**THE PROBLEM:** The lines needed are those from the start of the records through the line holding "pub mod metrics;", each copied exactly.

**DATA SHOWN:**
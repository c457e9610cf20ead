//! Learning Progress Server Library
//!
//! Persistence and transport around the `progress-core` rule engines:
//! - Data Store Gateway (repository traits, PostgreSQL + in-memory backends)
//! - Gamification, progress and lesson completion services
//! - HTTP/JSON API with request metrics

pub mod api;
pub mod clock;
pub mod config;
pub mod error;
pub mod metrics;
pub mod services;
pub mod storage;

pub use clock::{Clock, FixedClock, SystemClock};
pub use config::ServerConfig;
pub use error::{ServiceError, ServiceResult};
pub use services::Services;
pub use storage::{StorageManager, StoreError};
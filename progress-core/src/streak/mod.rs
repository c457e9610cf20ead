//! Streak Tracker state machine
//!
//! Decides, for one qualifying activity, how a user's daily streak moves:
//!
//! ```text
//! no previous activity            -> Started          (streak = 1)
//! same calendar date              -> SameDay          (nothing changes)
//! days_diff == 1, or 0 across
//!   a date boundary               -> Continued        (streak + 1, shield every 7th day)
//! days_diff > 1, shield available -> ShieldProtected  (streak kept, oldest shield used)
//! days_diff > 1, no shield        -> Reset            (streak = 1)
//! ```
//!
//! `days_diff` is the whole number of 24h periods between the last
//! activity timestamp and the new one. The decision is pure; the server
//! persists it as a single stats row update plus shield row writes.

use chrono::{DateTime, Utc};
use serde::{Deserialize, Serialize};

use crate::constants::SHIELD_INTERVAL_DAYS;
use crate::model::GamificationStats;

#[derive(Debug, Clone, Copy, PartialEq, Eq, Serialize, Deserialize)]
pub enum StreakTransition {
    Started,
    SameDay,
    Continued,
    ShieldProtected,
    Reset,
}

/// Outcome of evaluating one activity against the stored streak
#[derive(Debug, Clone, Copy, PartialEq, Eq, Serialize, Deserialize)]
pub struct StreakDecision {
    pub transition: StreakTransition,
    pub new_streak: u32,
    pub longest_streak: u32,
    /// A new shield row must be granted
    pub shield_earned: bool,
    /// The oldest unused shield must be consumed
    pub shield_consumed: bool,
}

impl StreakDecision {
    /// False only for a repeat activity on the same calendar date
    pub fn streak_updated(&self) -> bool {
        self.transition != StreakTransition::SameDay
    }
}

/// Whole days between two instants, truncated
pub fn days_between(last: DateTime<Utc>, now: DateTime<Utc>) -> i64 {
    (now - last).num_days()
}

/// Evaluate one activity. `shield_available` reflects whether an unused
/// shield row exists for the user.
pub fn evaluate(
    stats: &GamificationStats,
    activity_at: DateTime<Utc>,
    shield_available: bool,
) -> StreakDecision {
    let current = stats.current_streak;

    let Some(last) = stats.last_activity_date else {
        return decision(StreakTransition::Started, 1, stats.longest_streak);
    };

    let days_diff = days_between(last, activity_at);
    let same_date = last.date_naive() == activity_at.date_naive();

    let transition = if days_diff < 0 || (days_diff == 0 && same_date) {
        StreakTransition::SameDay
    } else if days_diff <= 1 {
        StreakTransition::Continued
    } else if shield_available {
        StreakTransition::ShieldProtected
    } else {
        StreakTransition::Reset
    };

    let new_streak = match transition {
        StreakTransition::SameDay | StreakTransition::ShieldProtected => current,
        StreakTransition::Continued => current + 1,
        StreakTransition::Started | StreakTransition::Reset => 1,
    };

    decision(transition, new_streak, stats.longest_streak)
}

fn decision(transition: StreakTransition, new_streak: u32, longest: u32) -> StreakDecision {
    StreakDecision {
        transition,
        new_streak,
        longest_streak: longest.max(new_streak),
        shield_earned: transition == StreakTransition::Continued
            && new_streak > 0
            && new_streak % SHIELD_INTERVAL_DAYS == 0,
        shield_consumed: transition == StreakTransition::ShieldProtected,
    }
}

/// Apply a decision to the stats row in place
pub fn apply(stats: &mut GamificationStats, decision: &StreakDecision, activity_at: DateTime<Utc>) {
    if !decision.streak_updated() {
        return;
    }
    stats.current_streak = decision.new_streak;
    stats.longest_streak = decision.longest_streak.max(stats.longest_streak);
    if decision.shield_earned {
        stats.total_shields += 1;
    }
    if decision.shield_consumed {
        stats.used_shields = (stats.used_shields + 1).min(stats.total_shields);
    }
    stats.last_activity_date = Some(activity_at);
}

#[cfg(test)]
mod tests {
    use super::*;
    use chrono::{Duration, TimeZone};

    fn at(day: u32, hour: u32) -> DateTime<Utc> {
        Utc.with_ymd_and_hms(2026, 3, day, hour, 0, 0).unwrap()
    }

    fn stats_with(streak: u32, last: DateTime<Utc>) -> GamificationStats {
        GamificationStats {
            current_streak: streak,
            longest_streak: streak,
            last_activity_date: Some(last),
            ..GamificationStats::new(1)
        }
    }

    #[test]
    fn test_first_activity_starts_streak() {
        let stats = GamificationStats::new(1);
        let d = evaluate(&stats, at(1, 9), false);
        assert_eq!(d.transition, StreakTransition::Started);
        assert_eq!(d.new_streak, 1);
        assert!(d.streak_updated());
    }

    #[test]
    fn test_next_day_continues() {
        let stats = stats_with(4, at(1, 9));
        let d = evaluate(&stats, at(2, 10), false);
        assert_eq!(d.transition, StreakTransition::Continued);
        assert_eq!(d.new_streak, 5);
    }

    #[test]
    fn test_same_day_repeat_is_noop() {
        let stats = stats_with(4, at(1, 9));
        let d = evaluate(&stats, at(1, 22), false);
        assert_eq!(d.transition, StreakTransition::SameDay);
        assert_eq!(d.new_streak, 4);
        assert!(!d.streak_updated());

        let mut applied = stats.clone();
        apply(&mut applied, &d, at(1, 22));
        assert_eq!(applied, stats);
    }

    #[test]
    fn test_under_24h_across_midnight_continues() {
        let stats = stats_with(2, at(1, 23));
        let d = evaluate(&stats, at(2, 7), false);
        assert_eq!(d.transition, StreakTransition::Continued);
        assert_eq!(d.new_streak, 3);
    }

    #[test]
    fn test_gap_without_shield_resets() {
        let stats = stats_with(12, at(1, 9));
        let d = evaluate(&stats, at(4, 9), false);
        assert_eq!(d.transition, StreakTransition::Reset);
        assert_eq!(d.new_streak, 1);
        assert_eq!(d.longest_streak, 12);
    }

    #[test]
    fn test_gap_with_shield_protects() {
        let stats = stats_with(12, at(1, 9));
        let d = evaluate(&stats, at(4, 9), true);
        assert_eq!(d.transition, StreakTransition::ShieldProtected);
        assert_eq!(d.new_streak, 12);
        assert!(d.shield_consumed);
        assert!(!d.shield_earned);
    }

    #[test]
    fn test_shield_granted_on_multiple_of_seven() {
        let stats = stats_with(6, at(1, 9));
        let d = evaluate(&stats, at(2, 9), false);
        assert_eq!(d.new_streak, 7);
        assert!(d.shield_earned);

        let stats = stats_with(13, at(1, 9));
        let d = evaluate(&stats, at(2, 9), false);
        assert_eq!(d.new_streak, 14);
        assert!(d.shield_earned);

        let stats = stats_with(7, at(1, 9));
        let d = evaluate(&stats, at(2, 9), false);
        assert!(!d.shield_earned);
    }

    #[test]
    fn test_backdated_activity_is_ignored() {
        let stats = stats_with(3, at(5, 9));
        let d = evaluate(&stats, at(5, 9) - Duration::days(2), false);
        assert_eq!(d.transition, StreakTransition::SameDay);
    }

    #[test]
    fn test_apply_updates_counters() {
        let mut stats = stats_with(6, at(1, 9));
        let d = evaluate(&stats, at(2, 9), false);
        apply(&mut stats, &d, at(2, 9));
        assert_eq!(stats.current_streak, 7);
        assert_eq!(stats.longest_streak, 7);
        assert_eq!(stats.total_shields, 1);
        assert_eq!(stats.last_activity_date, Some(at(2, 9)));

        let d = evaluate(&stats, at(9, 9), true);
        apply(&mut stats, &d, at(9, 9));
        assert_eq!(stats.current_streak, 7);
        assert_eq!(stats.used_shields, 1);
        assert!(stats.used_shields <= stats.total_shields);
    }
}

**WORKED SOLUTION:**
repository c457e9610cf20ead
//! Learning Progress Server Library
//!
//! Persistence and transport around the `progress-core` rule engines:
//! - Data Store Gateway (repository traits, PostgreSQL + in-memory backends)
//! - Gamification, progress and lesson completion services
//! - HTTP/JSON API with request metrics

pub mod api;
pub mod clock;
pub mod config;
pub mod error;
pub mod metrics;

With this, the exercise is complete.